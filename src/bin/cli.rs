// src/bin/cli.rs
//
// Copyright, 2025.  Signal65 / Futurum Group.
//
//! `s3os`: command line access to one bucket through the object storage adapter.
//!
//! Examples:
//! ```bash
//! s3os url    images/logo.png
//! s3os ls     images/
//! s3os mkdir  images/2025/
//! s3os put    ./logo.png images/logo.png
//! s3os put    ./dataset.tar backups/dataset.tar --multipart --part-size 64
//! s3os get    images/logo.png ./logo.png
//! s3os get    notes.txt --range 0-99
//! s3os cp     images/logo.png images/logo-old.png
//! s3os mv     images/logo-old.png archive/logo.png
//! s3os rm     archive/logo.png
//! s3os exists images/logo.png
//! ```
//!
//! The bucket, region and endpoint come from the environment (`S3_BUCKET`,
//! `AWS_REGION`, `AWS_ENDPOINT_URL`, ... or a `.env` file) unless overridden.

use std::io::ErrorKind;
use std::path::{Path, PathBuf};
use std::time::{Duration, Instant};

use anyhow::{bail, Context, Result};
use clap::{ArgAction, Parser, Subcommand};
use futures::StreamExt;
use tokio::fs::File;
use tokio::io::{self, AsyncReadExt, AsyncWrite, AsyncWriteExt};
use tracing::{info, warn};
use tracing_subscriber::EnvFilter;

use s3_object_storage::constants::{DEFAULT_DOWNLOAD_CHUNK_SIZE, MIN_S3_MULTIPART_PART_SIZE};
use s3_object_storage::{
    ByteRange, ChecksumCalculator, MultipartUploadConfig, S3DriverFactory, S3ObjectStorage,
    S3StorageConfig,
};

const MIB: usize = 1024 * 1024;

#[derive(Parser)]
#[command(name = "s3os", author, version, about)]
struct Cli {
    #[arg(short = 'v',
        long,
        action = ArgAction::Count,
        help = "Increase log verbosity: -v = Info, -vv = Debug",
    )]
    verbose: u8,

    /// Bucket to operate on (overrides S3_BUCKET).
    #[arg(long, global = true)]
    bucket: Option<String>,

    /// Region (overrides AWS_REGION).
    #[arg(long, global = true)]
    region: Option<String>,

    /// S3-compatible API endpoint (overrides AWS_ENDPOINT_URL).
    #[arg(long, global = true)]
    endpoint: Option<String>,

    /// Per-request timeout in seconds for uploads and downloads.
    #[arg(long, global = true, value_name = "SECS")]
    timeout: Option<u64>,

    #[command(subcommand)]
    cmd: Command,
}

#[derive(Subcommand)]
enum Command {
    /// Print the public URL of a key. Makes no request.
    Url { key: String },

    /// List the immediate children of a prefix (top level when omitted).
    Ls { prefix: Option<String> },

    /// Create a zero-length directory marker.
    Mkdir { key: String },

    /// Upload a local file.
    Put {
        file: PathBuf,
        key: String,

        /// Use a multipart upload instead of a single PUT.
        #[arg(short, long)]
        multipart: bool,

        /// Part size in MiB for --multipart (minimum 5).
        #[arg(long, default_value_t = 16)]
        part_size: usize,

        /// Do not declare a CRC32 checksum.
        #[arg(long)]
        no_checksum: bool,
    },

    /// Download an object to a file, or to stdout when no file is given.
    Get {
        key: String,
        file: Option<PathBuf>,

        /// Inclusive byte range, e.g. `0-1023`.
        #[arg(short, long, value_parser = parse_range)]
        range: Option<ByteRange>,

        /// Chunk size in bytes for the streamed download.
        #[arg(long, default_value_t = DEFAULT_DOWNLOAD_CHUNK_SIZE)]
        chunk_size: u64,
    },

    /// Server-side copy.
    Cp { source: String, destination: String },

    /// Copy, then delete the source.
    Mv { source: String, destination: String },

    /// Delete an object.
    Rm { key: String },

    /// Print whether a key exists; exits with status 1 when it does not.
    Exists { key: String },
}

fn parse_range(s: &str) -> Result<ByteRange> {
    let (start, end) = s
        .split_once('-')
        .with_context(|| format!("range {s:?} must look like START-END"))?;
    let start = start.trim().parse().context("invalid range start")?;
    let end = end.trim().parse().context("invalid range end")?;
    Ok(ByteRange::new(start, end)?)
}

fn load_config(cli: &Cli) -> Result<S3StorageConfig> {
    dotenvy::dotenv().ok();
    let config = S3StorageConfig::from_lookup(|name| match name {
        "S3_BUCKET" if cli.bucket.is_some() => cli.bucket.clone(),
        "AWS_REGION" if cli.region.is_some() => cli.region.clone(),
        "AWS_ENDPOINT_URL" if cli.endpoint.is_some() => cli.endpoint.clone(),
        _ => std::env::var(name).ok(),
    })
    .context("failed to load configuration")?;
    Ok(config)
}

#[tokio::main]
async fn main() -> Result<()> {
    let cli = Cli::parse();

    let filter = match cli.verbose {
        0 => "warn",
        1 => "info",
        _ => "debug",
    };
    tracing_subscriber::fmt()
        .with_env_filter(EnvFilter::try_from_default_env().unwrap_or_else(|_| EnvFilter::new(filter)))
        .with_target(false)
        .with_writer(std::io::stderr)
        .init();

    let config = load_config(&cli)?;
    let mut factory = S3DriverFactory::new(config)
        .await
        .context("failed to create S3 driver")?;
    let storage = factory.make_storage()?;
    let timeout = cli.timeout.map(Duration::from_secs);

    let result = run(&storage, cli.cmd, timeout).await;
    factory.shutdown();
    result
}

async fn run(storage: &S3ObjectStorage, cmd: Command, timeout: Option<Duration>) -> Result<()> {
    match cmd {
        Command::Url { key } => {
            println!("{}", storage.resolve(&key));
        }
        Command::Ls { prefix } => {
            for name in storage.list(prefix.as_deref()).await? {
                println!("{name}");
            }
        }
        Command::Mkdir { key } => {
            storage.create(&key).await?;
        }
        Command::Put {
            file,
            key,
            multipart,
            part_size,
            no_checksum,
        } => {
            let started = Instant::now();
            let bytes = if multipart {
                put_multipart(storage, &file, &key, part_size * MIB, !no_checksum, timeout).await?
            } else {
                put_single(storage, &file, &key, !no_checksum, timeout).await?
            };
            info!("uploaded {} bytes to {} in {:?}", bytes, key, started.elapsed());
            println!("{}", storage.resolve(&key));
        }
        Command::Get {
            key,
            file,
            range,
            chunk_size,
        } => {
            let written = match file {
                Some(path) => {
                    let mut out = File::create(&path)
                        .await
                        .with_context(|| format!("failed to create {}", path.display()))?;
                    get_into(storage, &key, range, chunk_size, timeout, &mut out).await?
                }
                None => get_into(storage, &key, range, chunk_size, timeout, &mut io::stdout()).await?,
            };
            info!("downloaded {} bytes from {}", written, key);
        }
        Command::Cp {
            source,
            destination,
        } => {
            storage.copy(&source, &destination).await?;
        }
        Command::Mv {
            source,
            destination,
        } => {
            storage.move_object(&source, &destination).await?;
        }
        Command::Rm { key } => {
            storage.delete(&key).await?;
        }
        Command::Exists { key } => {
            let found = storage.exists(&key).await?;
            println!("{found}");
            if !found {
                std::process::exit(1);
            }
        }
    }
    Ok(())
}

async fn put_single(
    storage: &S3ObjectStorage,
    file: &Path,
    key: &str,
    checksum: bool,
    timeout: Option<Duration>,
) -> Result<u64> {
    let data = tokio::fs::read(file)
        .await
        .with_context(|| format!("failed to read {}", file.display()))?;
    let checksum = checksum.then(|| {
        let mut calc = storage.create_checksum_calculator();
        calc.update(&data);
        calc.finalize()
    });
    let len = data.len() as u64;
    storage
        .upload(key, data, checksum.as_deref(), timeout)
        .await
        .with_context(|| format!("failed to upload {key}"))?;
    Ok(len)
}

async fn put_multipart(
    storage: &S3ObjectStorage,
    file: &Path,
    key: &str,
    part_size: usize,
    checksum: bool,
    timeout: Option<Duration>,
) -> Result<u64> {
    if part_size < MIN_S3_MULTIPART_PART_SIZE {
        bail!("--part-size must be at least 5 MiB");
    }
    let mut input = File::open(file)
        .await
        .with_context(|| format!("failed to open {}", file.display()))?;

    let cfg = MultipartUploadConfig {
        part_size,
        verify_checksum: checksum,
        timeout,
    };
    let mut session = storage.start_multipart(key, cfg).await?;

    let mut buf = vec![0u8; part_size];
    loop {
        let n = match input.read(&mut buf).await {
            Ok(0) => break,
            Ok(n) => n,
            Err(e) if e.kind() == ErrorKind::Interrupted => continue,
            Err(e) => {
                warn!("read failed, aborting upload {}", session.upload_id());
                session.cancel().await.ok();
                return Err(e).context("failed to read input file");
            }
        };
        if let Err(e) = session.write(&buf[..n]).await {
            warn!("part upload failed, aborting upload {}", session.upload_id());
            session.cancel().await.ok();
            return Err(e).context("multipart upload failed");
        }
    }

    let upload_id = session.upload_id().clone();
    let summary = match session.complete().await {
        Ok(summary) => summary,
        Err(e) => {
            warn!("completion failed, aborting upload {}", upload_id);
            if let Err(abort) = storage.cancel_multipart_upload(key, &upload_id).await {
                warn!("abort of upload {} for {} failed: {}", upload_id, key, abort);
            }
            return Err(e).context("failed to complete multipart upload");
        }
    };
    info!(
        "completed {} in {} parts (checksum {:?})",
        summary.key, summary.parts, summary.checksum
    );
    Ok(summary.total_bytes)
}

async fn get_into<W>(
    storage: &S3ObjectStorage,
    key: &str,
    range: Option<ByteRange>,
    chunk_size: u64,
    timeout: Option<Duration>,
    out: &mut W,
) -> Result<u64>
where
    W: AsyncWrite + Unpin,
{
    let mut chunks = storage.download_stream(key, range, chunk_size, timeout);
    let mut written = 0u64;
    while let Some(chunk) = chunks.next().await {
        let chunk = chunk.with_context(|| format!("failed to download {key}"))?;
        out.write_all(&chunk).await?;
        written += chunk.len() as u64;
    }
    out.flush().await?;
    Ok(written)
}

*-*-*

§ **THE PROBLEM**
Write down only how many lines in the listing contain the word "println".

§ **EXERCISE ANSWER**
4